The project has succeeded in removing the copper, aluminium or steel sheets, the materials generally used in conventional batteries to evacuate the electric current generated. Simultaneously, the metallic tabs (current terminals), usually made of nickel or other metals, which are responsible for transferring the energy from the inside to the outside of the battery, have been eliminated.

The replacement of these metals by graphene and other carbon nanomaterials – materials with good electrical conductivity – significantly reduces the weight and volume of the devices. Furthermore, as ascertained in tests, it increases the energy density by 30-60% and eliminates the risk of explosion or fire accidents on contact with air.

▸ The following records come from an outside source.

use super::sparse::SparseRow;

/// Per-worker scratch record for the tasks of one action.
///
/// A task writes one value per output slot together with the sparse partial derivatives
/// of that value. The set of derivative indices touched since the last [`reset`] is kept
/// as the active set; for matrix rows the active set survives element resets so that the
/// row's end-of-row bookkeeping can see every index touched by the row.
///
/// [`reset`]: MultiValue::reset
#[derive(Debug, Clone)]
pub struct MultiValue {
    task: usize,
    values: Vec<f64>,
    derivatives: Vec<SparseRow>,
    gradients: Vec<Vec<f64>>,
    active: Vec<usize>,
    is_active: Vec<bool>,
    split_index: usize,
}

impl MultiValue {
    /// Creates scratch for `slots` outputs over a derivative space of `derivatives` indices.
    /// `grid_dimension` is the number of gradient components stored per slot (0 if none).
    pub fn new(slots: usize, derivatives: usize, grid_dimension: usize) -> Self {
        Self {
            task: 0,
            values: vec![0.0; slots],
            derivatives: (0..slots).map(|_| SparseRow::with_capacity(16)).collect(),
            gradients: vec![vec![0.0; grid_dimension]; slots],
            active: Vec::with_capacity(derivatives.min(64)),
            is_active: vec![false; derivatives],
            split_index: 0,
        }
    }

    /// Clears everything and starts work on `task`.
    pub fn reset(&mut self, task: usize) {
        self.reset_element();
        for &index in &self.active {
            self.is_active[index] = false;
        }
        self.active.clear();
        self.split_index = 0;
        self.task = task;
    }

    /// Clears values and partials but keeps the active set.
    pub fn reset_element(&mut self) {
        self.values.iter_mut().for_each(|v| *v = 0.0);
        self.derivatives.iter_mut().for_each(SparseRow::clear);
        for gradient in &mut self.gradients {
            gradient.iter_mut().for_each(|g| *g = 0.0);
        }
    }

    pub fn task_index(&self) -> usize {
        self.task
    }

    pub fn slot_count(&self) -> usize {
        self.values.len()
    }

    pub fn number_of_derivatives(&self) -> usize {
        self.is_active.len()
    }

    pub fn set_value(&mut self, slot: usize, value: f64) {
        self.values[slot] = value;
    }

    pub fn add_value(&mut self, slot: usize, value: f64) {
        self.values[slot] += value;
    }

    pub fn value(&self, slot: usize) -> f64 {
        self.values[slot]
    }

    pub fn values(&self) -> &[f64] {
        &self.values
    }

    /// Accumulates `delta` into the partial of `slot` with respect to `index`.
    pub fn add_derivative(&mut self, slot: usize, index: usize, delta: f64) {
        self.derivatives[slot].add(index, delta);
        self.mark_active(index);
    }

    pub fn mark_active(&mut self, index: usize) {
        if !self.is_active[index] {
            self.is_active[index] = true;
            self.active.push(index);
        }
    }

    pub fn derivative(&self, slot: usize, index: usize) -> f64 {
        self.derivatives[slot].get(index)
    }

    pub fn derivatives(&self, slot: usize) -> &SparseRow {
        &self.derivatives[slot]
    }

    pub fn active_indices(&self) -> &[usize] {
        &self.active
    }

    pub fn set_gradient(&mut self, slot: usize, gradient: &[f64]) {
        self.gradients[slot].copy_from_slice(gradient);
    }

    pub fn gradient(&self, slot: usize) -> &[f64] {
        &self.gradients[slot]
    }

    pub fn set_split_index(&mut self, split: usize) {
        self.split_index = split;
    }

    pub fn split_index(&self) -> usize {
        self.split_index
    }
}

#[cfg(test)]
mod tests {
    use super::*;

    #[test]
    fn add_derivative_accumulates_and_tracks_active_indices_once() {
        let mut mv = MultiValue::new(2, 10, 0);
        mv.add_derivative(0, 3, 1.0);
        mv.add_derivative(1, 3, 2.0);
        mv.add_derivative(0, 3, 0.5);
        mv.add_derivative(0, 7, -1.0);
        assert_eq!(mv.derivative(0, 3), 1.5);
        assert_eq!(mv.derivative(1, 3), 2.0);
        assert_eq!(mv.derivatives(0).len(), 2);
        assert_eq!(mv.active_indices(), &[3, 7]);
    }

    #[test]
    fn reset_clears_active_set_between_tasks() {
        let mut mv = MultiValue::new(1, 5, 0);
        mv.set_value(0, 2.0);
        mv.add_derivative(0, 4, 1.0);
        mv.reset(1);
        assert_eq!(mv.task_index(), 1);
        assert_eq!(mv.value(0), 0.0);
        assert!(mv.derivatives(0).is_empty());
        assert!(mv.active_indices().is_empty());
        mv.add_derivative(0, 4, 1.0);
        assert_eq!(mv.active_indices(), &[4]);
    }

    #[test]
    fn reset_element_keeps_row_activity() {
        let mut mv = MultiValue::new(1, 5, 2);
        mv.add_derivative(0, 1, 1.0);
        mv.set_gradient(0, &[1.0, 2.0]);
        mv.reset_element();
        mv.add_derivative(0, 2, 1.0);
        assert_eq!(mv.active_indices(), &[1, 2]);
        assert_eq!(mv.gradient(0), &[0.0, 0.0]);
    }
}
use crate::core::grid::GridError;
use crate::core::io::grid::GridFileError;
use crate::core::models::arena::ArenaError;
use crate::core::models::value::ValueError;
use crate::core::structure::reference::StructureError;
use crate::core::utils::pbc::PbcError;
use thiserror::Error;

/// Numerical faults raised while an action evaluates its tasks.
#[derive(Debug, Error, Clone, PartialEq)]
pub enum ComputationError {
    #[error("Grid evaluation failed: {0}")]
    Grid(#[from] GridError),
    #[error("Periodic boundary error: {0}")]
    Pbc(#[from] PbcError),
    #[error("Value access failed: {0}")]
    Value(#[from] ValueError),
    #[error("Atom access failed: {0}")]
    Arena(#[from] ArenaError),
}

#[derive(Debug, Error)]
pub enum EngineError {
    #[error("Configuration error in action '{label}': {message}")]
    Configuration { label: String, message: String },

    #[error("Ordering error in action '{label}': {message}")]
    Ordering { label: String, message: String },

    #[error("Runtime computation error in action '{label}': {source}")]
    Computation {
        label: String,
        source: ComputationError,
    },

    #[error("Unknown action type '{0}'")]
    UnknownAction(String),

    #[error("Duplicate action label '{0}'")]
    DuplicateLabel(String),

    #[error("Action type '{0}' is already registered")]
    DuplicateRegistration(String),

    #[error("Value '{0}' does not exist in the graph")]
    UnknownValue(String),

    #[error("Failed to read grid file: {0}")]
    GridFile(#[from] GridFileError),

    #[error("Reference structure error: {0}")]
    Structure(#[from] StructureError),

    #[error("Invalid simulation input: {0}")]
    Input(#[from] ArenaError),

    #[error("Invalid simulation cell: {0}")]
    Cell(#[from] PbcError),

    #[error("Internal logic error: {0}")]
    Internal(String),
}

impl EngineError {
    pub fn configuration(label: &str, message: impl Into<String>) -> Self {
        EngineError::Configuration {
            label: label.to_string(),
            message: message.into(),
        }
    }

    pub fn ordering(label: &str, message: impl Into<String>) -> Self {
        EngineError::Ordering {
            label: label.to_string(),
            message: message.into(),
        }
    }

    pub fn computation(label: &str, source: impl Into<ComputationError>) -> Self {
        EngineError::Computation {
            label: label.to_string(),
            source: source.into(),
        }
    }

    pub fn is_configuration(&self) -> bool {
        matches!(self, EngineError::Configuration { .. })
    }

    pub fn is_ordering(&self) -> bool {
        matches!(self, EngineError::Ordering { .. })
    }

    pub fn is_computation(&self) -> bool {
        matches!(self, EngineError::Computation { .. })
    }
}
use crate::core::models::value::Value;
use crate::engine::action::{ActionKernel, ActionParts, ApplyIo, CalcIo};
use crate::engine::error::EngineError;
use crate::engine::keywords::{Keywords, ParsedKeywords};
use crate::engine::registry::BuildContext;

/// Uses the sum of the elements of its arguments as a bias.
#[derive(Debug, Default)]
pub struct BiasValueKernel;

impl ActionKernel for BiasValueKernel {
    fn calculate(&mut self, io: &mut CalcIo<'_>) -> Result<(), EngineError> {
        let bias: f64 = io.arguments().iter().flat_map(|a| a.data()).sum();
        let result = io.outputs_mut()[0].set(0, bias);
        result.map_err(|e| io.fail(e))
    }

    fn apply(&self, io: &mut ApplyIo<'_>) -> Result<(), EngineError> {
        if !io.on_step() {
            return Ok(());
        }
        let force = -(io.stride() as f64);
        for argument in 0..io.argument_count() {
            let len = io.argument(argument).map_or(0, Value::len);
            for element in 0..len {
                io.add_argument_force(argument, element, force)?;
            }
        }
        Ok(())
    }

    fn demands_forces(&self) -> bool {
        true
    }

    fn energy(&self, outputs: &[Value]) -> Option<f64> {
        outputs.first().and_then(|v| v.get(0).ok())
    }
}

pub fn keywords() -> Keywords {
    Keywords::new("BIASVALUE", "Take the values of the arguments and use their sum as a bias")
        .compulsory("ARG", "the values to use as a bias")
        .with_stride()
        .component("bias", "the instantaneous value of the bias potential")
}

pub fn build(ctx: &BuildContext<'_>, kw: &ParsedKeywords) -> Result<ActionParts, EngineError> {
    let arguments = ctx.arguments(kw, "ARG")?;
    if arguments.is_empty() {
        return Err(EngineError::configuration(ctx.label(), "no arguments were specified"));
    }
    let stride = kw.usize("STRIDE")?.unwrap_or(1);
    Ok(ActionParts::new(BiasValueKernel)
        .pilot(stride)
        .arguments(arguments)
        .outputs(vec![Value::scalar("bias", false)]))
}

“We have patented a technology that solves the problem of battery safety with a disruptive approach,” explains Martín Martínez, CEO of Graphenano. “Our system provides such chemical stability that the battery does not burn on contact with air, even in the presence of lithium. Therefore, the heavy safety shielding of existing batteries can be dispensed with,” remarks the entrepreneur.

This technique therefore permits the development of safer, lighter, more powerful, more compact and, definitely, more sustainable batteries. The reduction in weight and volume increases both energy density (in watt hours per kilo) and volumetric density (watt hours per litre). In addition, it is not necessary to replace the current cell assembly machinery, which facilitates its implementation without excessive industrial costs.

Sustainable and recyclable

The new cell is more environmentally sustainable as it does not contain collector metals. Moreover, it significantly reduces its carbon footprint and promotes the recycling of materials in line with Battery Passport, the European Commission’s strategy to control the full life cycle of the battery. “By eliminating these metals, which are scarce on Earth, will undoubtedly have an impact on the economy and global geostrategy,” claims Gonzalo Abellán, leader of the 2DChem group (ICMol), involved in the project along with Professor Eugenio Coronado’s team at the University of Valencia.

“This new system is very versatile and can be used in several chemistries, such as those using lithium or sodium. Furthermore, it expands a new field in silicon batteries, supercapacitors, fuel cells and hydrogen electrolyzers”, points out Abellán. “Partnership between innovative companies, such as Graphenano, and research centres of excellence such as ICMol, is essential for economic and social progress, and this is an illustration of that”, concludes the scientist.

The Graphenano Group’s energy division manages, develop, and operates the business of graphene polymer cells for use in several applications. The Institute of Molecular Science of the University of Valencia focuses its work on the molecular aspects of nanoscience and the study of materials with magnetic, electrical, or optical properties. Since 2015, it has been a ministerially recognised centre as a María de Maeztu Unit of Excellence.